# Compare variance explained among top features

In [1]:
import pandas as pd
import matplotlib.pyplot as plt
import seaborn as sns
import sklearn
from sklearn.model_selection import StratifiedKFold
from sklearn.preprocessing import StandardScaler
from sklearn.linear_model import LinearRegression
from sklearn.model_selection import cross_val_score
from sklearn.model_selection import KFold
from sklearn.metrics import r2_score
from sklearn.metrics import mean_squared_error

import numpy as np

path = '/home/jln436/Internship_AUMC/'

In [2]:
lgbm_importance = pd.read_csv(path + "output/Importances/LightGBM_Importances_gain.csv")
rf_importance = pd.read_csv(path + "output/Importances/RF_Importances.csv")
Lasso_importance = pd.read_csv(path + "output/Importances/Lasso_Importances.csv")
Ridge_importance = pd.read_csv(path + "output/Importances/Ridge_Importances.csv")
SVM_importance = pd.read_csv(path + "output/Importances/SVM_Importances.csv")

In [3]:
df = pd.read_csv(path + "output/dfs/X_train_final.csv")
target = pd.read_csv(path + 'output/dfs/y_train_final.csv')
y = target.rename(columns={'cmcodt_mean': 'target'})

In [4]:
df.drop(columns = ['respnr'], inplace = True)
scaler = StandardScaler()
scaler.fit(df)
df = pd.DataFrame(scaler.transform(df), columns = df.columns)

In [5]:
# Stratifying the target
y_stratified = pd.cut(y.target, bins=10, labels=False)
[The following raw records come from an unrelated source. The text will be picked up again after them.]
//! Schema installation and incremental migrations.
//!
//! The full DDL ships inside the binary. A fresh database is installed by
//! running every migration in order; an existing database reports how many
//! steps it is behind and is only upgraded when the operator allows it.

use tracing::info;

use super::Gateway;
use crate::error::{Error, Result};

/// One migration step, applied in list order inside its own transaction
struct Migration {
    /// Recorded in `timetable.migrations.version`
    version: &'static str,
    sql: &'static str,
}

/// What [`Gateway::schema_state`] found on the configuration database
#[derive(Debug, Clone, Copy, PartialEq, Eq)]
pub enum SchemaState {
    /// No `timetable` schema; installation is implied
    Fresh,
    /// Schema present with this many migrations still to apply
    Pending(usize),
    /// Schema matches this build
    UpToDate,
}

const MIGRATIONS: &[Migration] = &[
    Migration {
        version: "00001 Initial schema",
        sql: INITIAL_SCHEMA,
    },
    Migration {
        version: "00064 Capture task output in execution_log",
        sql: "ALTER TABLE timetable.execution_log ADD COLUMN output TEXT",
    },
    Migration {
        version: "00112 Add delete_job()",
        sql: DELETE_JOB_SQL,
    },
];

impl Gateway {
    /// Compare the database against the bundled migration list
    pub async fn schema_state(&self) -> Result<SchemaState> {
        if !self.schema_exists().await? {
            return Ok(SchemaState::Fresh);
        }
        let applied = self.applied_migrations().await?;
        match applied {
            n if n == MIGRATIONS.len() => Ok(SchemaState::UpToDate),
            n if n < MIGRATIONS.len() => Ok(SchemaState::Pending(MIGRATIONS.len() - n)),
            _ => Err(Error::Invariant(
                "database schema is newer than this build".into(),
            )),
        }
    }

    /// Apply every pending migration, oldest first.
    ///
    /// Each step runs in its own transaction together with its bookkeeping
    /// row, so an interrupted upgrade resumes at the failed step.
    pub async fn migrate(&self) -> Result<usize> {
        let applied = if self.schema_exists().await? {
            self.applied_migrations().await?
        } else {
            0
        };
        let pending = &MIGRATIONS[applied.min(MIGRATIONS.len())..];
        for (offset, migration) in pending.iter().enumerate() {
            let mut tx = self.pool().begin().await?;
            sqlx::raw_sql(migration.sql).execute(&mut *tx).await?;
            sqlx::query("INSERT INTO timetable.migrations (id, version) VALUES ($1, $2)")
                .bind((applied + offset) as i64)
                .bind(migration.version)
                .execute(&mut *tx)
                .await?;
            tx.commit().await?;
            info!(version = migration.version, "Schema migration applied");
        }
        Ok(pending.len())
    }

    async fn schema_exists(&self) -> Result<bool> {
        let exists = sqlx::query_scalar::<_, bool>(
            "SELECT EXISTS (SELECT 1 FROM information_schema.schemata \
             WHERE schema_name = 'timetable')",
        )
        .fetch_one(self.pool())
        .await?;
        Ok(exists)
    }

    async fn applied_migrations(&self) -> Result<usize> {
        let count = sqlx::query_scalar::<_, i64>("SELECT count(*) FROM timetable.migrations")
            .fetch_one(self.pool())
            .await?;
        Ok(count.max(0) as usize)
    }
}

const INITIAL_SCHEMA: &str = r#"
CREATE SCHEMA timetable;

CREATE TABLE timetable.migrations (
    id         BIGINT PRIMARY KEY,
    version    TEXT NOT NULL,
    applied_at TIMESTAMPTZ NOT NULL DEFAULT now()
);

CREATE DOMAIN timetable.cron AS TEXT CHECK (
    substr(VALUE, 1, 6) IN ('@every', '@after') AND (substr(VALUE, 7) :: INTERVAL) IS NOT NULL
    OR VALUE = '@reboot'
    OR VALUE ~ '^((\*|\d+)(-\d+)?(/\d+)?(,(\*|\d+)(-\d+)?(/\d+)?)* +){4}((\*|\d+)(-\d+)?(/\d+)?(,(\*|\d+)(-\d+)?(/\d+)?)* ?)$'
);
COMMENT ON DOMAIN timetable.cron IS 'Five-field cron expression or @every/@after/@reboot macro';

CREATE TYPE timetable.command_kind AS ENUM ('SQL', 'PROGRAM', 'BUILTIN');

CREATE TABLE timetable.chain (
    chain_id            BIGINT GENERATED ALWAYS AS IDENTITY PRIMARY KEY,
    chain_name          TEXT NOT NULL UNIQUE,
    run_at              timetable.cron,
    max_instances       INTEGER CHECK (max_instances > 0),
    timeout_ms          BIGINT NOT NULL DEFAULT 0,
    live                BOOLEAN NOT NULL DEFAULT FALSE,
    self_destruct       BOOLEAN NOT NULL DEFAULT FALSE,
    exclusive_execution BOOLEAN NOT NULL DEFAULT FALSE,
    client_name         TEXT,
    on_error            TEXT CHECK (on_error IN ('continue', 'stop', 'ignore'))
);
COMMENT ON TABLE timetable.chain IS 'Scheduled sequence of tasks';
COMMENT ON COLUMN timetable.chain.run_at IS 'NULL means runs on every poll';
COMMENT ON COLUMN timetable.chain.client_name IS 'NULL means any scheduler may run it';

CREATE TABLE timetable.task (
    task_id             BIGINT GENERATED ALWAYS AS IDENTITY PRIMARY KEY,
    chain_id            BIGINT NOT NULL REFERENCES timetable.chain (chain_id)
                        ON UPDATE CASCADE ON DELETE CASCADE,
    task_order          DOUBLE PRECISION NOT NULL,
    task_name           TEXT,
    kind                timetable.command_kind NOT NULL DEFAULT 'SQL',
    command             TEXT NOT NULL,
    run_as              TEXT,
    database_connection TEXT,
    ignore_error        BOOLEAN NOT NULL DEFAULT FALSE,
    autonomous          BOOLEAN NOT NULL DEFAULT FALSE,
    timeout_ms          BIGINT NOT NULL DEFAULT 0
);
COMMENT ON TABLE timetable.task IS 'Executable step of a chain';

CREATE TABLE timetable.parameter (
    task_id  BIGINT NOT NULL REFERENCES timetable.task (task_id)
             ON UPDATE CASCADE ON DELETE CASCADE,
    order_id INTEGER NOT NULL CHECK (order_id > 0),
    value    JSONB,
    PRIMARY KEY (task_id, order_id)
);
COMMENT ON TABLE timetable.parameter IS 'Positional JSON arguments of a task';

CREATE TABLE timetable.run_status (
    run_status_id    BIGINT GENERATED ALWAYS AS IDENTITY PRIMARY KEY,
    chain_id         BIGINT NOT NULL REFERENCES timetable.chain (chain_id)
                     ON UPDATE CASCADE ON DELETE CASCADE,
    execution_status TEXT NOT NULL DEFAULT 'STARTED' CHECK (execution_status IN
        ('STARTED', 'TASK_STARTED', 'TASK_DONE', 'CHAIN_DONE', 'CHAIN_FAILED', 'DEAD')),
    client_name      TEXT NOT NULL,
    started_at       TIMESTAMPTZ NOT NULL DEFAULT now(),
    last_update      TIMESTAMPTZ NOT NULL DEFAULT now()
);
COMMENT ON TABLE timetable.run_status IS 'One row per chain run, states strictly forward';
CREATE INDEX run_status_sweep_idx ON timetable.run_status (client_name, execution_status);

CREATE UNLOGGED TABLE timetable.active_chain (
    run_status_id BIGINT PRIMARY KEY REFERENCES timetable.run_status (run_status_id)
                  ON DELETE CASCADE,
    chain_id      BIGINT NOT NULL,
    client_name   TEXT NOT NULL,
    started_at    TIMESTAMPTZ NOT NULL DEFAULT now()
);
COMMENT ON TABLE timetable.active_chain IS 'Currently running chain instances';
CREATE INDEX active_chain_chain_idx ON timetable.active_chain (chain_id);

CREATE TYPE timetable.log_severity AS ENUM ('DEBUG', 'INFO', 'ERROR', 'USER', 'PANIC');

CREATE TABLE timetable.log (
    ts           TIMESTAMPTZ NOT NULL DEFAULT now(),
    pid          INTEGER NOT NULL,
    client_name  TEXT NOT NULL,
    log_level    timetable.log_severity NOT NULL,
    message      TEXT,
    message_data JSONB
);
COMMENT ON TABLE timetable.log IS 'Scheduler log records shipped by the database sink';

CREATE TABLE timetable.execution_log (
    chain_id    BIGINT,
    task_id     BIGINT,
    task_name   TEXT,
    kind        TEXT,
    command     TEXT,
    started_at  TIMESTAMPTZ NOT NULL,
    finished_at TIMESTAMPTZ NOT NULL,
    duration_us BIGINT,
    return_code INTEGER,
    client_name TEXT NOT NULL
);
COMMENT ON TABLE timetable.execution_log IS 'History of every task execution';
CREATE INDEX execution_log_chain_idx ON timetable.execution_log (chain_id, started_at);

CREATE FUNCTION timetable.cron_element_to_array(element TEXT, element_type TEXT)
RETURNS INTEGER[] AS $$
DECLARE
    min_val INTEGER;
    max_val INTEGER;
    lo      INTEGER;
    hi      INTEGER;
    step    INTEGER;
    item    TEXT;
    m       TEXT[];
    res     INTEGER[] := '{}';
BEGIN
    SELECT CASE element_type
               WHEN 'minute' THEN 0 WHEN 'hour' THEN 0 WHEN 'day' THEN 1
               WHEN 'month' THEN 1 WHEN 'dow' THEN 0 END,
           CASE element_type
               WHEN 'minute' THEN 59 WHEN 'hour' THEN 23 WHEN 'day' THEN 31
               WHEN 'month' THEN 12 WHEN 'dow' THEN 7 END
      INTO min_val, max_val;
    IF min_val IS NULL THEN
        RAISE EXCEPTION 'unknown cron element type: %', element_type;
    END IF;
    IF element = '*' THEN
        RETURN NULL; -- wildcard
    END IF;
    FOREACH item IN ARRAY string_to_array(element, ',') LOOP
        m := regexp_match(item, '^\*(?:/(\d+))?$');
        IF m IS NOT NULL THEN
            lo := min_val;
            hi := max_val;
            step := COALESCE(m[1]::INTEGER, 1);
        ELSE
            m := regexp_match(item, '^(\d+)(?:-(\d+))?(?:/(\d+))?$');
            IF m IS NULL THEN
                RAISE EXCEPTION 'invalid cron element: %', item;
            END IF;
            lo := m[1]::INTEGER;
            step := COALESCE(m[3]::INTEGER, 1);
            IF m[2] IS NOT NULL THEN
                hi := m[2]::INTEGER;
            ELSIF m[3] IS NOT NULL THEN
                hi := max_val; -- a bare value with a step extends to the field maximum
            ELSE
                hi := lo;
            END IF;
        END IF;
        IF step < 1 THEN
            RAISE EXCEPTION 'invalid cron step: %', item;
        END IF;
        IF lo < min_val OR hi > max_val OR lo > hi THEN
            RAISE EXCEPTION 'cron element out of range: %', item;
        END IF;
        WHILE lo <= hi LOOP
            res := res || lo;
            lo := lo + step;
        END LOOP;
    END LOOP;
    IF element_type = 'dow' THEN
        -- Sunday may be written as 0 or 7
        res := ARRAY(SELECT DISTINCT CASE WHEN v = 7 THEN 0 ELSE v END FROM unnest(res) AS v);
    END IF;
    RETURN res;
END;
$$ LANGUAGE PLPGSQL IMMUTABLE STRICT;

CREATE FUNCTION timetable.is_cron_in_time(run_at timetable.cron, ts TIMESTAMPTZ)
RETURNS BOOLEAN AS $$
BEGIN
    IF run_at IS NULL THEN
        RETURN TRUE;
    END IF;
    RETURN
        COALESCE(timetable.cron_element_to_array(split_part(run_at, ' ', 1), 'minute')
            @> ARRAY[date_part('minute', ts)::INTEGER], TRUE)
    AND COALESCE(timetable.cron_element_to_array(split_part(run_at, ' ', 2), 'hour')
            @> ARRAY[date_part('hour', ts)::INTEGER], TRUE)
    AND COALESCE(timetable.cron_element_to_array(split_part(run_at, ' ', 3), 'day')
            @> ARRAY[date_part('day', ts)::INTEGER], TRUE)
    AND COALESCE(timetable.cron_element_to_array(split_part(run_at, ' ', 4), 'month')
            @> ARRAY[date_part('month', ts)::INTEGER], TRUE)
    AND COALESCE(timetable.cron_element_to_array(split_part(run_at, ' ', 5), 'dow')
            @> ARRAY[date_part('dow', ts)::INTEGER], TRUE);
END;
$$ LANGUAGE PLPGSQL STABLE;

CREATE FUNCTION timetable.get_running_jobs(BIGINT)
RETURNS SETOF timetable.active_chain AS $$
    SELECT * FROM timetable.active_chain WHERE chain_id = $1 ORDER BY started_at
$$ LANGUAGE SQL STRICT;

CREATE FUNCTION timetable.try_start_chain(
    chain_id_in      BIGINT,
    max_instances_in INTEGER,
    client_name_in   TEXT
) RETURNS BIGINT AS $$
DECLARE
    run_id BIGINT;
BEGIN
    -- serializes admission per chain for the duration of this transaction
    PERFORM pg_advisory_xact_lock(chain_id_in);
    IF (SELECT count(*) FROM timetable.active_chain WHERE chain_id = chain_id_in)
       >= max_instances_in THEN
        RETURN NULL;
    END IF;
    INSERT INTO timetable.run_status (chain_id, execution_status, client_name)
    VALUES (chain_id_in, 'STARTED', client_name_in)
    RETURNING run_status_id INTO run_id;
    INSERT INTO timetable.active_chain (run_status_id, chain_id, client_name)
    VALUES (run_id, chain_id_in, client_name_in);
    RETURN run_id;
END;
$$ LANGUAGE PLPGSQL;

CREATE FUNCTION timetable.try_lock_client_name(worker_pid BIGINT, worker_name TEXT)
RETURNS BOOLEAN AS $$
BEGIN
    RAISE DEBUG 'session % (pid %) tries to lock client name %',
        pg_backend_pid(), worker_pid, worker_name;
    RETURN pg_try_advisory_lock('timetable.chain'::regclass::oid::INTEGER,
                                hashtext(worker_name));
END;
$$ LANGUAGE PLPGSQL;
"#;

const DELETE_JOB_SQL: &str = r#"
CREATE FUNCTION timetable.delete_job(job_name TEXT)
RETURNS BOOLEAN AS $$
    WITH del AS (DELETE FROM timetable.chain WHERE chain_name = $1 RETURNING chain_id)
    SELECT EXISTS (SELECT 1 FROM del)
$$ LANGUAGE SQL STRICT;
"#;

#[cfg(test)]
mod tests {
    use super::*;
    use std::collections::HashSet;

    #[test]
    fn test_migration_versions_unique() {
        let mut seen = HashSet::new();
        for m in MIGRATIONS {
            assert!(seen.insert(m.version), "duplicate version {}", m.version);
            assert!(!m.sql.trim().is_empty());
        }
    }

    #[test]
    fn test_initial_schema_creates_contract_objects() {
        for object in [
            "CREATE SCHEMA timetable",
            "timetable.chain",
            "timetable.task",
            "timetable.parameter",
            "timetable.run_status",
            "timetable.active_chain",
            "timetable.execution_log",
            "timetable.is_cron_in_time",
            "timetable.get_running_jobs",
            "timetable.try_start_chain",
            "timetable.try_lock_client_name",
        ] {
            assert!(INITIAL_SCHEMA.contains(object), "missing {object}");
        }
    }
}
## Perform 10F cross-validation with all models to get idea of R2

In [6]:
def stratified_linear_regression(col_names, n, title, plotting = False):
    print(title + ": \n --------------------------------------------")
    X = df[col_names]
    # Setting the validation strategy
    skf = StratifiedKFold(n_splits=n, 
                          shuffle=True, 
                          random_state=10)
    scores = []
    for train_index, test_index in skf.split(X, y_stratified):
        X_train, X_test = X.iloc[train_index], X.iloc[test_index]
        y_train, y_test = y.target.iloc[train_index], y.target.iloc[test_index]
        lm = LinearRegression()
        lm.fit(X_train, y_train)   
        y_pred = lm.predict(X_test)
        score = r2_score(y_test, y_pred)
        # Check mean and std of test values because getting weird things for one fold
        scores.append(score)
        # Generate plots to see what the predictions look like
        if plotting == True:
            tmp_df = pd.DataFrame(data = y_test)
            tmp_df['predicted'] = y_pred
            tmp_df = tmp_df.sort_values(by=['target'])
            # visualizing in a plot
            x_ax = range(len(y_test))
            plt.figure(figsize=(12, 6))
            plt.plot(x_ax, tmp_df.target, label="original", color = "red")
            plt.plot(x_ax, tmp_df.predicted, label="predicted", color = "purple")
            plt.title("CV plot")
            plt.xlabel('Individuals ordered by Score')
            plt.ylabel('Future Information Processing Speed')
            plt.legend(loc='best',fancybox=True, shadow=True)
            plt.grid(True)
            plt.text(0.5, 32, 'R^2: ' + str(round(score,2)), fontsize = 10)
            plt.show()
            
    for i in range(n):
        if abs(scores[i]) > 1000:
            print("CV " + str(i) + ": " + str(round(scores[i], -15)))
        else:
            print("CV " + str(i) + ": " + str(round(scores[i], 3)))
    print("mean score: " + str(sum(scores)/n) + "\n --------------------------------------------" )
    return scores

In [7]:
import warnings
warnings.filterwarnings("ignore")
print("49 Features selected by Lasso Regression: --------------------------------------------------------------------------------")
all_features_scores = stratified_linear_regression(df.columns, 10, "All Features Included")
lgbm_gain_scores = stratified_linear_regression(lgbm_importance.features[0:49], 10, "LGBM")
rf_scores = stratified_linear_regression(rf_importance.features[0:49], 10, "Random Forest")
lasso_scores = stratified_linear_regression(Lasso_importance.features[0:49], 10, "Lasso")
ridge_scores = stratified_linear_regression(Ridge_importance.features[0:49], 10, "Ridge Regression")
svm_scores = stratified_linear_regression(SVM_importance.features[0:49], 10, "SVM")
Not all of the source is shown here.